しかし、人類滅亡の危機を回避しつつ痛子と一緒にい続けるには、それ以外の方法が思いつかなかったのだ。
「い・た・こ♪」
「ゴーくん♪」
事態の深刻さとは裏腹に、傍から見たらバカップルとしか思えないような浮かれっぷりであった。
「うげッ!」
冷や水どころかバケツ氷水を頭上からブッかけられたような声を出す豪太郎。
校門で待ち構えていたのは真実ちゃんだった。
近いうちに来るだろうなと覚悟はしていたが、まさかの朝イチ校門待ち伏せである。
「わたしがここにいる理由は言うまでもないだろう」
人を圧する真実ちゃんの低い声に豪太郎はブルリと震える。
「その割に脳天気な顔をしていたが。……お気楽なものだな」
迂闊にも痛子とラブラブなデレ顔を目撃されてしまっていたのだ。
「き、気のせいですよ」
即答する豪太郎。当然、かなりムリがあるとわかっている。だがここはシラを切り通すしかないのだ。
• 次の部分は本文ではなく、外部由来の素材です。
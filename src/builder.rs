//! Segmented string builder used to assemble message payloads
//!
//! A `StringBuilder` is an ordered list of byte segments. Each segment is
//! governed by exactly one ownership discipline:
//!
//! - copied bytes land in a builder-owned arena that grows geometrically
//! - adopted buffers are moved in and freed by the builder
//! - referenced bytes are borrowed for the builder's lifetime `'a`
//!
//! Together the segments read as one logically contiguous byte sequence.
//! Formatted appends write straight into the arena and roll back on failure,
//! so a failed append never leaves half-written content behind.

use chrono::format::StrftimeItems;
use chrono::{DateTime, Local, NaiveDateTime, TimeZone};
use std::borrow::Cow;
use std::fmt::{self, Write as _};
use std::io::IoSlice;
use std::time::SystemTime;

/// First allocation made for the copy arena
const FIRST_ARENA_SIZE: usize = 64;

#[derive(Debug)]
enum Segment<'a> {
    /// Builder-owned arena receiving copied and formatted bytes
    Arena(Vec<u8>),
    /// Buffer adopted from the caller
    Adopted(Vec<u8>),
    /// Borrowed bytes that outlive the builder
    Borrowed(&'a [u8]),
}

impl<'a> Segment<'a> {
    fn as_bytes(&self) -> &[u8] {
        match self {
            Segment::Arena(buf) | Segment::Adopted(buf) => buf,
            Segment::Borrowed(bytes) => bytes,
        }
    }

    fn len(&self) -> usize {
        self.as_bytes().len()
    }

    /// Keep only `lo..hi` of this segment without copying borrowed bytes
    fn narrow(self, lo: usize, hi: usize) -> Segment<'a> {
        match self {
            Segment::Arena(mut buf) => {
                buf.truncate(hi);
                buf.drain(..lo);
                Segment::Arena(buf)
            }
            Segment::Adopted(mut buf) => {
                buf.truncate(hi);
                buf.drain(..lo);
                Segment::Adopted(buf)
            }
            Segment::Borrowed(bytes) => Segment::Borrowed(&bytes[lo..hi]),
        }
    }
}

/// A location inside a builder's content
///
/// Positions are only meaningful for the builder that produced them and only
/// until that builder is mutated.
#[derive(Debug, Clone, Copy, PartialEq, Eq, PartialOrd, Ord, Hash)]
pub struct Position {
    segment: usize,
    offset: usize,
}

/// Sources accepted by [`StringBuilder::append_time_formatted`]
pub trait TimeInput {
    /// Write `self` formatted with a strftime-style `format` into `out`
    fn write_strftime(&self, format: &str, out: &mut dyn fmt::Write) -> fmt::Result;
}

impl TimeInput for SystemTime {
    fn write_strftime(&self, format: &str, out: &mut dyn fmt::Write) -> fmt::Result {
        DateTime::<Local>::from(*self).write_strftime(format, out)
    }
}

impl<Tz: TimeZone> TimeInput for DateTime<Tz>
where
    Tz::Offset: fmt::Display,
{
    fn write_strftime(&self, format: &str, out: &mut dyn fmt::Write) -> fmt::Result {
        let items = StrftimeItems::new(format);
        write!(out, "{}", self.format_with_items(items))
    }
}

impl TimeInput for NaiveDateTime {
    fn write_strftime(&self, format: &str, out: &mut dyn fmt::Write) -> fmt::Result {
        let items = StrftimeItems::new(format);
        write!(out, "{}", self.format_with_items(items))
    }
}

/// Snapshot used to undo a failed formatted append
#[derive(Clone, Copy)]
struct Mark {
    segments: usize,
    tail_len: usize,
    len: usize,
}

/// Growable, segmented byte buffer with explicit ownership per segment
#[derive(Debug, Default)]
pub struct StringBuilder<'a> {
    segments: Vec<Segment<'a>>,
    len: usize,
}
真実ちゃんはゼンゼン信用していないという顔で豪太郎に問う。
「シュレーディンガー計測器は?」
豪太郎から計測器を受け取ると、真実ちゃんはディスプレイを注視した。
「相変わらずパフォーマンスレベルは大きく落ち込んだままか」
豪太郎は不安を押し隠すようにディスプレイに眼を向ける。できるだけ表情を真実ちゃんに見られないようにして。
「しかし解せない。なぜピーク値が現れてこないのか」
「……」
「パフォーマンスレベルは帳尻が合うようにできている。マイナスがあればどこかでプラスがある。なければならないのだ。しかし、現状マイナスしか出ていない。あり得ない状況だ」
故障では?というセリフが出かかるが途中で抑える。やぶ蛇になりかねない。
「一方で脳波は安定している。ずっとα波のままのようだ」
真実ちゃんは不思議がりながらも、油断なく豪太郎を見ている。監視するかのように。
「お姉ぇ?」
不意に放たれた豪太郎の声に、真実ちゃんの全身がビクリと震えた。
「真実お姉ぇ?」
真実ちゃんは「はうぅん!」と漏らしかけて慌てて口を両手で塞いだ。
ピクピクと震える肩と、にわかに赤く染まっていく耳たぶ。
辛うじて衝動を抑えつけるという、いっぱいいっぱいの表情だ。
「(……やっぱり!)」豪太郎は心の中で破顔する。(……お姉さん、『お姉ぇ』って呼ばれるのに弱いんだ!)」
豪太郎による“真実お姉ぇ”攻撃は予想通りの威力を発揮していた。
「はぅはぅはぅはぅ……」
なにやら激しく悶絶したようにフラフラと歩いていく真実ちゃんの後ろ姿を、豪太郎は無言で見守る。
相変わらず大きめのおしりがタイトスカートに締め付けられて窮屈そうだった。
あんなスカートでなければマシュマロのようにプワンプワンと揺れているに違いない。そんな妄想に侵食されていくのだが、豪太郎は痛子の声で現実に引き戻された。
「ゴーくん、今エロいこと考えたですよぉ」
「あ、いやぁ、そんなことは……、そんなことは!」
「痛子にはバレバレなのですよぉ」
インビジブルモード状態で胸ポケットに収まっている痛子。
彼女のジト目がやけにリアルに想像できてしまうのだった。だが、
「……」
ごくりという生唾を飲む音が周囲に響く。
豪太郎は、背中に強烈な視線を感じていた。
感じていながら、敢えてそれに気づかないよう振る舞う。
「(……振り返っちゃダメ、振り返っちゃダメだ)」
身を圧するほどの濃厚な殺意に震えないよう、慎重に歩を進めていく。
“真実お姉ぇ”攻撃の効力が思った以上に長続きしなかったことに、豪太郎は激しく動揺していたのだった。